How many people in the first world have ever actually seen true third world misery? Ever wandered around the shantytowns of Lagos? I'm guessing most of you haven't:



The Third Mainland Bridge is a looping ribbon of concrete that connects Lagos Island to the continent of Africa. It was built in the nineteen-seventies, part of a vast network of bridges, cloverleafs, and expressways intended to transform the districts and islands of this Nigerian city—then comprising three million people—into an efficient modern metropolis. As the bridge snakes over sunken piers just above the waters of Lagos Lagoon, it passes a floating slum: thousands of wooden houses, perched on stilts a few feet above their own bobbing refuse, with rust-colored iron roofs wreathed in the haze from thousands of cooking fires. Fishermen and market women paddle dugout canoes on water as black and viscous as an oil slick. The bridge then passes the sawmill district, where rain-forest logs—sent across from the far shore, thirty miles to the east—form a floating mass by the piers. Smoldering hills of sawdust landfill send white smoke across the bridge, which mixes with diesel exhaust from the traffic. Beyond the sawmills, the old waterfront markets, the fishermen’s shanties, the blackened façades of high-rise housing projects, and the half-abandoned skyscrapers of downtown Lagos Island loom under a low, dirty sky. Around the city, garbage dumps steam with the combustion of natural gases, and auto yards glow with fires from fuel spills. All of Lagos seems to be burning.
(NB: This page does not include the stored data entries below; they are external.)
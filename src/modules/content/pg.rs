use crate::modules::content::{ContentError, ContentHandle, ContentResult, ContentStore};

/// Blobs as `bytea` rows in `file_blobs`, next to the record table.
#[derive(Clone)]
pub struct PgContentStore {
    pool: sqlx::PgPool,
}

impl PgContentStore {
    pub fn new(pool: sqlx::PgPool) -> Self {
        Self { pool }
    }
}

#[async_trait::async_trait]
impl ContentStore for PgContentStore {
    async fn put(&self, bytes: Vec<u8>) -> ContentResult<ContentHandle> {
        let handle = ContentHandle::generate();
        sqlx::query(
            r#"
            INSERT INTO file_blobs (handle, data, size)
            VALUES ($1, $2, $3)
            "#,
        )
        .bind(handle)
        .bind(&bytes)
        .bind(bytes.len() as i64)
        .execute(&self.pool)
        .await?;

        Ok(handle)
    }

    async fn get(&self, handle: &ContentHandle) -> ContentResult<Vec<u8>> {
        let data: Option<Vec<u8>> = sqlx::query_scalar(
            r#"
            SELECT data FROM file_blobs WHERE handle = $1
            "#,
        )
        .bind(handle)
        .fetch_optional(&self.pool)
        .await?;

        data.ok_or(ContentError::NotFound(*handle))
    }

    async fn delete(&self, handle: &ContentHandle) -> ContentResult<bool> {
        let result = sqlx::query(
            r#"
            DELETE FROM file_blobs WHERE handle = $1
            "#,
        )
        .bind(handle)
        .execute(&self.pool)
        .await?;

        Ok(result.rows_affected() > 0)
    }

    async fn ping(&self) -> ContentResult<()> {
        sqlx::query("SELECT 1 FROM file_blobs LIMIT 1").execute(&self.pool).await?;
        Ok(())
    }
}

#[cfg(test)]
mod tests {
    use super::*;

    #[sqlx::test(migrations = "./migrations")]
    #[ignore = "requires DATABASE_URL pointing at a Postgres server"]
    async fn test_blob_lifecycle(pool: sqlx::PgPool) {
        let store = PgContentStore::new(pool);
        store.ping().await.unwrap();

        let handle = store.put(b"\x00\x01binary\xff".to_vec()).await.unwrap();
        assert_eq!(store.get(&handle).await.unwrap(), b"\x00\x01binary\xff");

        assert!(store.delete(&handle).await.unwrap());
        assert!(!store.delete(&handle).await.unwrap());
        assert!(matches!(store.get(&handle).await, Err(ContentError::NotFound(h)) if h == handle));
    }
}
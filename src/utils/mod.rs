use actix_web::{web, FromRequest, HttpRequest};
use futures_util::future::LocalBoxFuture;
use validator::Validate;

use crate::api::error;

/// Scheme and host the client used, unless a public base URL is configured.
pub fn request_base_url(req: &HttpRequest, public_base_url: Option<&str>) -> String {
    match public_base_url {
        Some(base) => base.trim_end_matches('/').to_string(),
        None => {
            let info = req.connection_info();
            format!("{}://{}", info.scheme(), info.host())
        }
    }
}

pub struct ValidatedQuery<T>(pub T);

impl<T> FromRequest for ValidatedQuery<T>
where
    T: Validate + serde::de::DeserializeOwned + 'static,
{
    type Error = error::Error;
    type Future = LocalBoxFuture<'static, Result<Self, Self::Error>>;

    fn from_request(req: &HttpRequest, payload: &mut actix_web::dev::Payload) -> Self::Future {
        let fut = web::Query::<T>::from_request(req, payload);

        Box::pin(async move {
            let query = fut.await.map_err(|e| error::Error::BadRequest(e.to_string().into()))?;
            query.validate().map_err(|e| error::Error::BadRequest(e.to_string().into()))?;
            Ok(ValidatedQuery(query.into_inner()))
        })
    }
}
The bridge descends into Lagos Island and a pandemonium of venders’ stalls crammed with spare parts, locks, hard hats, chains, screws, charcoal, detergent, and DVDs. On a recent afternoon, car horns, shouting voices, and radio music mingled with the snarling engines of motorcycle taxis stalled in traffic and the roar of an air compressor in an oily tire-repair yard. Two months earlier, a huge cast-iron water main suspended beneath the bridge had broken free of its rusted clip, crushing a vacant scrap market below and cutting off clean water from tens of thousands of the fifteen million people who now live in Lagos.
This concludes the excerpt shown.